但是好景不长,“五四宪法”实施不到3年,就开始遭遇“虚置化”的厄运,其所确立的法律公布制度也随之遭遇“皮之不存毛将焉附”的尴尬:据统计,在1957年到《中华人民共和国宪法(1975年)》出台前的近18年间,作为中国唯一享有国家立法权的全国人大,除了通过《1956年到1967年全国农业发展纲要》之外,没有制定一个法律;享有法律制定权的全国人大常委会自行通过的条例、办法也仅10个 。由此使得相关规定逐渐沦为“睡眠条款”。特别是由于“七五宪法”删除了设置国家主席的全部条文,这一制度在“文革”后期被完全废除。

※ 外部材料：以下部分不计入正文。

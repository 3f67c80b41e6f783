//! Errors raised while building or querying an application context.
//!
//! Every message names the beans involved by their short type names
//! and ends with a hint on how to fix the wiring.

use std::fmt;

use lection_support::rendering::render_chain;

use crate::key::BeanKey;
use crate::lifecycle::Lifecycle;

/// Boxed error produced by a bean factory.
pub type BoxError = Box<dyn std::error::Error + Send + Sync>;

#[derive(Debug, thiserror::Error)]
pub enum ContextError {
    /// No bean of the requested type is registered.
    #[error("{}", .0)]
    NoSuchBean(NoSuchBeanError),

    /// Beans require each other in a loop.
    #[error("{}", .0)]
    CircularReference(CircularReferenceError),

    /// A singleton requires a prototype.
    #[error("{}", .0)]
    LifecycleMismatch(LifecycleMismatchError),

    /// Same type registered twice without `allow_override`.
    #[error("Bean already registered: {key}\n  Hint: call .allow_override(true) on the builder to replace it")]
    DuplicateBean { key: BeanKey },

    /// A factory failed, or produced a value of the wrong type.
    #[error("Error creating bean {key}: {source}")]
    BeanCreation {
        key: BeanKey,
        #[source]
        source: BoxError,
    },
}

impl ContextError {
    /// Wraps a factory failure for bean `T`.
    ///
    /// ```
    /// use lection_context::error::ContextError;
    ///
    /// let err = ContextError::creation::<String>("disk on fire");
    /// assert!(err.to_string().contains("String"));
    /// ```
    pub fn creation<T: ?Sized + 'static>(source: impl Into<BoxError>) -> Self {
        ContextError::BeanCreation {
            key: BeanKey::of::<T>(),
            source: source.into(),
        }
    }
}

/// A lookup or declared requirement named a bean nobody registered.
#[derive(Debug)]
pub struct NoSuchBeanError {
    pub requested: BeanKey,
    /// The bean whose definition declared the requirement, if any.
    pub required_by: Option<BeanKey>,
    /// Registered beans with similar names.
    pub suggestions: Vec<String>,
}

impl fmt::Display for NoSuchBeanError {
    fn fmt(&self, f: &mut fmt::Formatter<'_>) -> fmt::Result {
        write!(f, "No bean of type {} is registered", self.requested)?;

        if let Some(parent) = &self.required_by {
            write!(f, "\n  Required by: {parent}")?;
        }

        if !self.suggestions.is_empty() {
            write!(f, "\n  Did you mean one of:")?;
            for s in &self.suggestions {
                write!(f, "\n    - {s}")?;
            }
        }

        write!(
            f,
            "\n  Hint: register it with .singleton::<{}>(..) or through a Configuration",
            self.requested
        )
    }
}

/// Chain of beans forming a loop, first bean repeated at the end.
#[derive(Debug)]
pub struct CircularReferenceError {
    pub chain: Vec<BeanKey>,
}

impl fmt::Display for CircularReferenceError {
    fn fmt(&self, f: &mut fmt::Formatter<'_>) -> fmt::Result {
        let names: Vec<String> = self.chain.iter().map(BeanKey::short_name).collect();
        write!(f, "Circular reference between beans:\n  {}", render_chain(&names))?;
        write!(
            f,
            "\n  Hint: make one side optional and look it up with get_optional_bean"
        )
    }
}

/// A longer-lived bean declared a shorter-lived requirement.
#[derive(Debug)]
pub struct LifecycleMismatchError {
    pub consumer: BeanKey,
    pub consumer_lifecycle: Lifecycle,
    pub dependency: BeanKey,
    pub dependency_lifecycle: Lifecycle,
}

impl fmt::Display for LifecycleMismatchError {
    fn fmt(&self, f: &mut fmt::Formatter<'_>) -> fmt::Result {
        write!(
            f,
            "Lifecycle mismatch: {} ({}) requires {} ({})",
            self.consumer, self.consumer_lifecycle, self.dependency, self.dependency_lifecycle,
        )?;
        write!(
            f,
            "\n  A {} would capture a single {} forever",
            self.consumer_lifecycle, self.dependency_lifecycle,
        )?;
        write!(
            f,
            "\n  Hint: register {} as a {}",
            self.dependency, self.consumer_lifecycle
        )
    }
}

pub type Result<T> = std::result::Result<T, ContextError>;

#[cfg(test)]
mod tests {
    use super::*;

    struct AuthorService;
    struct Repository;

    #[test]
    fn no_such_bean_mentions_requirer_and_hint() {
        let err = ContextError::NoSuchBean(NoSuchBeanError {
            requested: BeanKey::of::<Repository>(),
            required_by: Some(BeanKey::of::<AuthorService>()),
            suggestions: vec!["RepositoryImpl".into()],
        });

        let msg = err.to_string();
        assert!(msg.starts_with("No bean of type Repository"));
        assert!(msg.contains("Required by: AuthorService"));
        assert!(msg.contains("- RepositoryImpl"));
        assert!(msg.contains("Hint"));
    }

    #[test]
    fn circular_reference_renders_chain() {
        let err = ContextError::CircularReference(CircularReferenceError {
            chain: vec![
                BeanKey::of::<AuthorService>(),
                BeanKey::of::<Repository>(),
                BeanKey::of::<AuthorService>(),
            ],
        });

        assert!(err
            .to_string()
            .contains("AuthorService → Repository → AuthorService"));
    }

    #[test]
    fn lifecycle_mismatch_names_both_sides() {
        let err = ContextError::LifecycleMismatch(LifecycleMismatchError {
            consumer: BeanKey::of::<AuthorService>(),
            consumer_lifecycle: Lifecycle::Singleton,
            dependency: BeanKey::of::<Repository>(),
            dependency_lifecycle: Lifecycle::Prototype,
        });

        let msg = err.to_string();
        assert!(msg.contains("AuthorService (Singleton) requires Repository (Prototype)"));
    }

    #[test]
    fn creation_keeps_source() {
        use std::error::Error as _;

        let err = ContextError::creation::<AuthorService>("repository missing");
        assert!(err.source().is_some());
        assert!(err.to_string().contains("AuthorService: repository missing"));
    }
}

“文革”结束以后,1978年3月通过的《中华人民共和国宪法(1978年)》则在第26条中规定:全国人民代表大会常务委员会委员长“根据全国人民代表大会或者全国人民代表大会常务委员会的决定,公布法律和法令” ,表现出对“五四宪法”体制的局部回归。但这终究只是在国家主席制度没有恢复之下的权宜之计、导致国家元首职权行使“叠床架屋”、运行紊乱 ,特别是在具体实施过程中,还存在“有些法律没有按宪法要求由委员长公布,而是由人大常委会、人大主席团公布的。” 的情况,充分体现其作为“两年徘徊时期”产物的“过渡性”特点。

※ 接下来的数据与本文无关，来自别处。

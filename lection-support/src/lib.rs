//! # Lection Support
//!
//! Text helpers shared by the lection crates: dependency chains,
//! short type names, "did you mean" hints and bean reports.

pub mod rendering;
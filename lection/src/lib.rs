//! # Lection
//!
//! Hand-wired dependency injection: an application context assembles an
//! author repository, an optional pretty printer and the author service
//! that combines them.
//!
//! ```rust
//! use lection::{Settings, bootstrap, find_author};
//! use lection::domain::Author;
//!
//! let settings = Settings {
//!     authors: vec![Author::new().with_id(1).with_name("plato")],
//!     ..Settings::default()
//! };
//! let context = bootstrap(&settings).expect("context");
//! assert_eq!(find_author(&context, 1).expect("author").name(), Some("Plato"));
//! ```

pub mod beans;
pub mod error;
pub mod settings;
pub mod telemetry;

pub use beans::{RepositoryConfiguration, ServiceConfiguration, bootstrap, find_author};
pub use error::{AppError, AppResult};
pub use settings::Settings;

pub use lection_context as context;
pub use lection_domain as domain;
pub use lection_support as support;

唯有在改革开放新时期,新中国的法律公布制度才迎来全面恢复和持续发展的真正春天:在1979年7月1日“一日七法”的立法工作助推下,特别是在其中“两法”(刑法、刑诉法)的公布作用下,新中国正式开启了由“政策治国”、“文件治国”、“长官治国”向“以公开而稳定的法律治国”的探索过程,以致当时一些秉持传统思维的政法干部不禁感慨:不同于以往依靠政策文件得心应手、灵活机动打击犯罪的状况,“两法”公布后,没有法律规定的很多行为我们就不好打击了,我们办案子就得讲程序合法了,陷入“有时鞭长莫及,有时束手束脚”的境遇 。从一个侧面彰显了法律公布的权力制约之效。

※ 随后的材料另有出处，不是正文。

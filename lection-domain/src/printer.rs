//! Pretty printers: pure text transforms applied to display names.

use std::iter;

use serde::{Deserialize, Serialize};

/// Turns a name into its display form. Implementations must be pure.
pub trait PrettyPrinter: Send + Sync {
    fn prettify(&self, name: &str) -> String;
}

/// Uppercases the first character and leaves the rest alone.
///
/// Only one-to-one case mappings apply: a first character whose
/// uppercase form is several characters (`ß`, `ŉ`) is kept as is.
///
/// ```
/// use lection_domain::printer::{CapitalizePrettyPrinter, PrettyPrinter};
///
/// let printer = CapitalizePrettyPrinter;
/// assert_eq!(printer.prettify("plato"), "Plato");
/// assert_eq!(printer.prettify(""), "");
/// ```
#[derive(Debug, Clone, Copy, Default)]
pub struct CapitalizePrettyPrinter;

impl PrettyPrinter for CapitalizePrettyPrinter {
    fn prettify(&self, name: &str) -> String {
        let mut chars = name.chars();
        let Some(first) = chars.next() else {
            return String::new();
        };

        let mut upper = first.to_uppercase();
        match (upper.next(), upper.next()) {
            (Some(single), None) => iter::once(single).chain(chars).collect(),
            _ => name.to_string(),
        }
    }
}

/// Which printer the application wires.
#[derive(Debug, Clone, Copy, Default, PartialEq, Eq, Serialize, Deserialize)]
#[serde(rename_all = "lowercase")]
pub enum PrinterKind {
    #[default]
    Capitalize,
    /// No printer: names are returned as stored.
    None,
}

#[cfg(test)]
mod tests {
    use super::*;

    #[test]
    fn capitalizes_first_letter_only() {
        assert_eq!(CapitalizePrettyPrinter.prettify("plato"), "Plato");
        assert_eq!(CapitalizePrettyPrinter.prettify("de beauvoir"), "De beauvoir");
        assert_eq!(CapitalizePrettyPrinter.prettify("mARX"), "MARX");
    }

    #[test]
    fn leaves_empty_and_non_letters_unchanged() {
        assert_eq!(CapitalizePrettyPrinter.prettify(""), "");
        assert_eq!(CapitalizePrettyPrinter.prettify("42nd"), "42nd");
        assert_eq!(CapitalizePrettyPrinter.prettify(" plato"), " plato");
    }

    #[test]
    fn handles_non_ascii() {
        assert_eq!(CapitalizePrettyPrinter.prettify("éluard"), "Éluard");
        assert_eq!(CapitalizePrettyPrinter.prettify("σωκράτης"), "Σωκράτης");
    }

    #[test]
    fn multi_char_uppercase_is_left_alone() {
        assert_eq!(CapitalizePrettyPrinter.prettify("ßtraße"), "ßtraße");
        assert_eq!(CapitalizePrettyPrinter.prettify("ŉx"), "ŉx");
        assert_eq!(CapitalizePrettyPrinter.prettify("ǆungla"), "Ǆungla");
    }

    #[test]
    fn idempotent() {
        for name in ["plato", "Aristotle", "", "ßtraße", "éluard", "x"] {
            let once = CapitalizePrettyPrinter.prettify(name);
            assert_eq!(CapitalizePrettyPrinter.prettify(&once), once, "name: {name:?}");
        }
    }

    #[test]
    fn printer_kind_from_lowercase() {
        let kind: PrinterKind = serde_json::from_str("\"none\"").unwrap();
        assert_eq!(kind, PrinterKind::None);
        assert_eq!(PrinterKind::default(), PrinterKind::Capitalize);
    }
}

在此之后,《中华人民共和国宪法(1982年)》在恢复国家主席设置的基础上,于第80条明确规定:“中华人民共和国主席根据全国人民代表大会的决定和全国人民代表大会常务委员会的决定,公布法律” 。“八二宪法”的上述规定为法律公布相关制度的后续发展进一步开辟了道路。
不过在此后很长时间里,存在“宪法和法律没有规定公布法律的时间和方法。” 的“法律空白区”,以及“多数法律由国家主席公布,也有一些则没有标明由谁公布。” 等实践问题。为了解决这些问题,2000年《立法法》得以正式出台,并于2015年进一步修改,明确规定:“签署公布法律的主席令载明该法律的制定机关、通过和施行日期。”、“法律签署公布后,及时在全国人民代表大会常务委员会公报和中国人大网以及在全国范围内发行的报纸上刊登” 。由此标志着新中国法律公布制度开始走向相对成熟的阶段,更适应了信息社会的发展潮流、形成了网络电子公布法等创新性规定。